Consumer Price Index (CPI)
- It is an index which measures the weighted average of prices of a basket of consumer goods and services such as transportation, food and medical care.
- It is calculated by measuring price changes for each item in the predetermined basket of goods and services and averaging them.
- It is released by the National Statistical Office (NSO) under the Ministry of Statistics and Programme Implementation.
- The base year used to calculate CPI in India is 2011-2012.
WPI Vs CPI
- While the Wholesale Price Index keeps track of the wholesale price of goods, the CPI measures the average price that households pay for a basket of different goods and services.
- The CPI basket consists of services like housing, education, medical care, recreation etc. which are not part of WPI basket. A significant proportion of WPI item basket represents manufacturing inputs and intermediate goods like minerals, basic metals, machinery etc. whose prices are influenced by global factors but these are not directly consumed by the households and are not part of the CPI item basket.

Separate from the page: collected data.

//! Copy-state adapter: observable state around the clipboard writer.
//!
//! [`Copier`] runs [`writer::write`](crate::writer::write) and publishes
//! a [`CopyState`] snapshot through a `watch` channel after every
//! transition. After a successful copy the in-flight flag stays up for
//! the reset delay. A single reset timer per adapter is kept: each new
//! copy aborts the previous one, and only the latest started call may
//! schedule a reset, so an older call finishing late never touches the
//! timer of a newer one.

pub mod snapshot;

use std::fmt;
use std::sync::{Arc, Mutex};
use std::time::Duration;

use tokio::sync::watch;
use tokio::task::JoinHandle;
use tokio::time::Instant;

use crate::port::Ports;
use crate::writer::{self, CopyError, CopyValue, WriteOptions};

pub use snapshot::{CopyEvent, CopyState, HistoryEntry};

/// Default time the in-flight flag stays up after a successful copy.
pub const DEFAULT_RESET_DELAY: Duration = Duration::from_millis(2000);

type SuccessCallback = Arc<dyn Fn(&CopyValue) + Send + Sync>;
type ErrorCallback = Arc<dyn Fn(&CopyError) + Send + Sync>;

/// Adapter configuration.
#[derive(Clone)]
pub struct CopyOptions {
    /// How long `is_copying` stays true after a successful copy. Zero
    /// clears it as soon as the write finishes.
    pub reset_delay: Duration,
    pub keep_history: bool,
    pub on_success: Option<SuccessCallback>,
    pub on_error: Option<ErrorCallback>,
}

impl Default for CopyOptions {
    fn default() -> Self {
        Self {
            reset_delay: DEFAULT_RESET_DELAY,
            keep_history: false,
            on_success: None,
            on_error: None,
        }
    }
}

impl fmt::Debug for CopyOptions {
    fn fmt(&self, f: &mut fmt::Formatter<'_>) -> fmt::Result {
        f.debug_struct("CopyOptions")
            .field("reset_delay", &self.reset_delay)
            .field("keep_history", &self.keep_history)
            .field("on_success", &self.on_success.is_some())
            .field("on_error", &self.on_error.is_some())
            .finish()
    }
}

impl CopyOptions {
    pub fn on_success(mut self, f: impl Fn(&CopyValue) + Send + Sync + 'static) -> Self {
        self.on_success = Some(Arc::new(f));
        self
    }

    pub fn on_error(mut self, f: impl Fn(&CopyError) + Send + Sync + 'static) -> Self {
        self.on_error = Some(Arc::new(f));
        self
    }
}

/// Clipboard writer with observable state.
pub struct Copier {
    ports: Ports,
    options: CopyOptions,
    state: Arc<watch::Sender<CopyState>>,
    reset_timer: Mutex<Option<JoinHandle<()>>>,
}

impl Copier {
    pub fn new(ports: Ports, options: CopyOptions) -> Self {
        let (state, _) = watch::channel(CopyState::default());
        Self {
            ports,
            options,
            state: Arc::new(state),
            reset_timer: Mutex::new(None),
        }
    }

    /// Current snapshot.
    pub fn snapshot(&self) -> CopyState {
        self.state.borrow().clone()
    }

    /// Receiver that sees every published snapshot.
    pub fn subscribe(&self) -> watch::Receiver<CopyState> {
        self.state.subscribe()
    }

    pub fn is_copying(&self) -> bool {
        self.state.borrow().is_copying
    }

    pub fn last_copied(&self) -> Option<HistoryEntry> {
        self.state.borrow().last_copied.clone()
    }

    pub fn copy_count(&self) -> u64 {
        self.state.borrow().copy_count
    }

    /// Whether the last successful copy is younger than the reset delay.
    pub fn has_copied_recently(&self) -> bool {
        self.state
            .borrow()
            .has_copied_recently(Instant::now(), self.options.reset_delay)
    }

    /// Copy `value` and update the observable state.
    ///
    /// Failures are reported to `on_error` and returned; nothing panics
    /// or escapes otherwise.
    pub async fn copy(
        &self,
        value: impl Into<CopyValue>,
        options: &WriteOptions,
    ) -> Result<(), CopyError> {
        let value = value.into();

        self.cancel_reset();
        let mut attempt = 0;
        self.state.send_modify(|s| {
            *s = s.apply(CopyEvent::Started);
            attempt = s.attempts;
        });

        match writer::write(&self.ports, &value, options).await {
            Ok(()) => {
                let entry = HistoryEntry::now(value);
                let keep_history = self.options.keep_history;
                self.state.send_modify(|s| {
                    *s = s.apply(CopyEvent::Succeeded {
                        attempt,
                        entry: entry.clone(),
                        keep_history,
                    })
                });
                tracing::debug!(attempt, format = %options.format, "copy succeeded");
                if let Some(cb) = &self.options.on_success {
                    cb(&entry.value);
                }
                self.schedule_reset(attempt);
                Ok(())
            }
            Err(e) => {
                tracing::warn!(attempt, format = %options.format, error = %e, "copy failed");
                self.state
                    .send_modify(|s| *s = s.apply(CopyEvent::Failed { attempt }));
                if let Some(cb) = &self.options.on_error {
                    cb(&e);
                }
                Err(e)
            }
        }
    }

    /// Clear the in-flight flag after the reset delay.
    fn schedule_reset(&self, attempt: u64) {
        let delay = self.options.reset_delay;
        if delay.is_zero() {
            self.state
                .send_modify(|s| *s = s.apply(CopyEvent::ResetElapsed { attempt }));
            return;
        }

        let Ok(mut slot) = self.reset_timer.lock() else {
            return;
        };
        // A newer call started while this one was writing; it owns the timer.
        if self.state.borrow().attempts != attempt {
            tracing::trace!(attempt, "superseded, reset left to newer call");
            return;
        }

        let state = Arc::clone(&self.state);
        let handle = tokio::spawn(async move {
            tokio::time::sleep(delay).await;
            state.send_modify(|s| *s = s.apply(CopyEvent::ResetElapsed { attempt }));
            tracing::trace!(attempt, "copy flag reset");
        });
        if let Some(stale) = slot.replace(handle) {
            stale.abort();
        }
    }

    /// Abort the pending reset timer, if any.
    fn cancel_reset(&self) {
        if let Ok(mut slot) = self.reset_timer.lock()
            && let Some(stale) = slot.take()
        {
            stale.abort();
        }
    }
}

impl Drop for Copier {
    fn drop(&mut self) {
        self.cancel_reset();
    }
}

- Even as the WPI is used as a key measure of inflation in some economies, the RBI no longer uses it for policy purposes. The central bank currently uses the Consumer Price Index as a key measure of inflation to set the monetary and credit policy.
- Under the flexible inflation targeting (FIT) framework, RBI aims to contain CPI based inflation within 4 percent with a band of (+/-) 2 percent.
Why in News?
- India’s retail inflation rate, measured by the Consumer Price Index or CPI, rose mildly in October to 4.48% year-on-year from 4.35% in September due to an uptick in food prices. The inflation was 7.61% in October last year.
- For the fourth month in a row, CPI has been below the Reserve Bank of India’s six percent margin. The RBI has projected the CPI inflation at 5.3 per cent for 2021-22.